Securing Laptops

Last updated: May 13, 2024
Audience: All UW


Stolen laptops are a common cause of unauthorized disclosure and loss of data at universities. If your laptop is lost or stolen, resulting in a breach of personal information, Washington state law (RCW 42.56.590) requires notification within 30 days to anyone impacted by the breach. State law considers the type of personal information and whether it was encrypted in determining if the loss is a breach.

More information, including best practices and links to precise definitions (e.g., “personal information”), as well as relevant UW policies may be found below. This info will help you secure personal and UW institutional data on laptops and other mobile devices.

Best Practices

1. Take immediate steps to secure your device when you receive it.

  • Encrypt it.
  • Protect it with a strong password.
  • Register it with appropriate administrative and/or purchasing staff.
  • Turn on location tracking so you can find it if it is lost or stolen.
  • Create a user profile that is separate from the administrative account and only use the administrator account for administrative tasks.

2. Keep the operating system (OS), UEFI or BIOS, and software updated and patched.

  • Keep the OS and applications updated and patched.
  • Use antivirus software and keep it updated.
  • Delete applications that you are not using, including old versions of software that remain installed after an upgrade.
  • Update the UEFI (BIOS in older model machines) as needed. Check with your computer’s manufacturer (e.g., Dell) for information on updating your UEFI or BIOS.

3. Secure the data.

4. Secure connections.

  • Use Husky OnNet or another UW VPN service.
  • If using Husky OnNet VPN, understand the difference and when to use the full tunnel (all Internet access) vs. the split tunnel (UW traffic only) options. See “When you are off-campus, what can you access?” on the Husky OnNet page.
  • Use eduroam for wireless connections on campus and other institutions worldwide.

5. Secure connections and devices at home and when traveling.

  • Enable the firewall on your devices. Default firewall settings are acceptable for Macs and Windows machines, but verify that they are turned on.
  • Use a strong password for users to connect to home routers, and always change the default administrator password. Use separate passwords for user and administrator access. Disable remote administrative access if that feature exists for your home router.
  • Don’t allow family members, friends, or roommates to use computers and devices that you use to access UW data and information systems.
  • Consider taking a temporary laptop with you when traveling.
  • Review other considerations for traveling on the Tips for Traveling Risk Advisory.

6. Protect your device from theft.

  • Never leave your laptop in a vehicle.
  • Do not leave it unattended, even for a minute.
  • Secure your laptop in an office with cable locks, lockdown devices, or inside a locked drawer. Try not to leave your device in plain sight — even if locked.

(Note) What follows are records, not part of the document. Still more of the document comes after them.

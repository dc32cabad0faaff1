//! The per-step world snapshot.
//!
//! A [`GameState`] is produced once per step by the transition engine and is
//! read-only to every detector for that step. Detectors never hold on to a
//! snapshot; anything they need next step is copied into their own memory.

use indexmap::IndexMap;

use crate::error::SnapshotError;
use crate::id::{AgentId, Team};
use crate::math::{horizontal_norm, EulerAngles, Orientation, Vec3};

/// Rigid-body state shared by the ball and the cars.
#[derive(Clone, Copy, Debug, PartialEq, Default)]
pub struct PhysicsState {
    /// Centre of mass, in uu.
    pub position: Vec3,
    /// Body basis.
    pub orientation: Orientation,
    /// Linear velocity, in uu/s.
    pub linear_velocity: Vec3,
    /// Angular velocity, in rad/s.
    pub angular_velocity: Vec3,
}

impl PhysicsState {
    /// A body at rest at `position` with the identity orientation.
    pub fn at(position: Vec3) -> Self {
        Self {
            position,
            ..Self::default()
        }
    }

    /// Height above the floor (`position.z`).
    pub fn height(&self) -> f32 {
        self.position.z
    }

    /// Linear speed.
    pub fn speed(&self) -> f32 {
        self.linear_velocity.norm()
    }

    /// Speed in the ground plane.
    pub fn horizontal_speed(&self) -> f32 {
        horizontal_norm(&self.linear_velocity)
    }

    /// Angular speed.
    pub fn spin(&self) -> f32 {
        self.angular_velocity.norm()
    }

    /// Euler angles of the body basis.
    pub fn euler_angles(&self) -> EulerAngles {
        self.orientation.euler_angles()
    }

    /// Pitch in radians.
    pub fn pitch(&self) -> f32 {
        self.euler_angles().pitch
    }

    /// Yaw in radians.
    pub fn yaw(&self) -> f32 {
        self.euler_angles().yaw
    }

    /// Forward axis.
    pub fn forward(&self) -> Vec3 {
        self.orientation.forward
    }

    /// Roof axis.
    pub fn up(&self) -> Vec3 {
        self.orientation.up
    }
}

/// One car as seen in a snapshot.
#[derive(Clone, Copy, Debug, PartialEq)]
pub struct CarState {
    /// Side the car plays for.
    pub team: Team,
    /// Rigid-body state.
    pub physics: PhysicsState,
    /// All wheels in contact with a surface (floor, wall or ceiling).
    pub on_ground: bool,
    /// A flip or second jump is still available.
    pub has_flip: bool,
    /// Boost is being applied this step.
    pub is_boosting: bool,
    /// Handbrake (powerslide) is held.
    pub handbrake: bool,
    /// Cumulative ball contacts this episode. Monotonically non-decreasing;
    /// consumers must only look at the delta between consecutive snapshots.
    pub ball_touches: u32,
    /// Remaining boost, 0 to 100.
    pub boost_amount: f32,
    /// The car is demolished and waiting to respawn.
    pub is_demoed: bool,
}

impl CarState {
    /// A grounded car at rest at the origin with a flip available.
    pub fn new(team: Team) -> Self {
        Self {
            team,
            physics: PhysicsState::default(),
            on_ground: true,
            has_flip: true,
            is_boosting: false,
            handbrake: false,
            ball_touches: 0,
            boost_amount: 33.3,
            is_demoed: false,
        }
    }

    /// Height of the car (`physics.position.z`).
    pub fn height(&self) -> f32 {
        self.physics.height()
    }

    /// Distance from the car to `point`.
    pub fn distance_to(&self, point: &Vec3) -> f32 {
        (point - self.physics.position).norm()
    }
}

/// Complete physical description of one simulation step.
#[derive(Clone, Debug, PartialEq)]
pub struct GameState {
    /// Physics ticks elapsed since the transition engine started.
    pub tick_count: u64,
    /// A goal was scored on this step.
    pub goal_scored: bool,
    /// Team credited with the goal; required whenever `goal_scored` is set.
    pub scoring_team: Option<Team>,
    /// The ball.
    pub ball: PhysicsState,
    /// Every car, in a stable order.
    pub cars: IndexMap<AgentId, CarState>,
}

impl GameState {
    /// A snapshot with the ball at rest at `ball_position` and no cars.
    pub fn new(ball_position: Vec3) -> Self {
        Self {
            tick_count: 0,
            goal_scored: false,
            scoring_team: None,
            ball: PhysicsState::at(ball_position),
            cars: IndexMap::new(),
        }
    }

    /// Look up an agent's car.
    pub fn car(&self, agent: AgentId) -> Result<&CarState, SnapshotError> {
        self.cars
            .get(&agent)
            .ok_or(SnapshotError::MissingCar { agent })
    }

    /// Team credited with the goal on this step, if any.
    ///
    /// Fails when `goal_scored` is set without a scoring team.
    pub fn goal(&self) -> Result<Option<Team>, SnapshotError> {
        match (self.goal_scored, self.scoring_team) {
            (false, _) => Ok(None),
            (true, Some(team)) => Ok(Some(team)),
            (true, None) => Err(SnapshotError::MissingScoringTeam),
        }
    }

    /// Agent IDs in snapshot order.
    pub fn agent_ids(&self) -> Vec<AgentId> {
        self.cars.keys().copied().collect()
    }

    /// Agents on `team`, in snapshot order.
    pub fn team_agents(&self, team: Team) -> impl Iterator<Item = AgentId> + '_ {
        self.cars
            .iter()
            .filter(move |(_, car)| car.team == team)
            .map(|(&id, _)| id)
    }
}

#[cfg(test)]
mod tests {
    use super::*;

    fn two_car_state() -> GameState {
        let mut s = GameState::new(Vec3::new(0.0, 0.0, 93.0));
        s.cars.insert(AgentId(0), CarState::new(Team::Blue));
        s.cars.insert(AgentId(1), CarState::new(Team::Orange));
        s
    }

    #[test]
    fn missing_car_is_reported() {
        let s = two_car_state();
        assert!(s.car(AgentId(0)).is_ok());
        assert_eq!(
            s.car(AgentId(9)),
            Err(SnapshotError::MissingCar { agent: AgentId(9) })
        );
    }

    #[test]
    fn goal_requires_scoring_team() {
        let mut s = two_car_state();
        assert_eq!(s.goal(), Ok(None));
        s.goal_scored = true;
        assert_eq!(s.goal(), Err(SnapshotError::MissingScoringTeam));
        s.scoring_team = Some(Team::Orange);
        assert_eq!(s.goal(), Ok(Some(Team::Orange)));
    }

    #[test]
    fn team_agents_filters_in_order() {
        let s = two_car_state();
        let blue: Vec<_> = s.team_agents(Team::Blue).collect();
        assert_eq!(blue, vec![AgentId(0)]);
        assert_eq!(s.agent_ids(), vec![AgentId(0), AgentId(1)]);
    }

    #[test]
    fn horizontal_speed_ignores_vertical() {
        let mut p = PhysicsState::default();
        p.linear_velocity = Vec3::new(3.0, 4.0, 100.0);
        assert!((p.horizontal_speed() - 5.0).abs() < 1e-6);
    }
}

7. Learn about appropriate use of UW computing resources

  • Review the Appropriate Use web page on IT Connect for information about using University computing resources.
  • Additionally, review APS 47.2, Personal Use of University Facilities, Computers, and Equipment by University Employees.
  • Review APS 55.1, Mobile Device Use and Allowance Policy, particularly Section 4, for information about your responsibility for UW data on devices, whether they are personally or UW-owned.

8. Dispose of devices properly.

  • Ensure UW data has been deleted if you surplus UW-owned computers or devices or discard, recycle, donate, or sell your personal computer or device.
  • Review the Secure Disposal Best Practices to ensure that all data has been deleted.

9. Report incidents.

  • Review the “Report an Incident” page so that you are prepared in case an incident should occur.
  • If a device containing University information is lost, stolen, or compromised report the incident to the appropriate delegated authority.
  • If your computer is compromised, you may need to reinstall the operating system. If it is a University-owned device, check with your department’s IT staff. For personal computers, consult the UW Computer Vet in Odegaard Library or with your device’s manufacturer.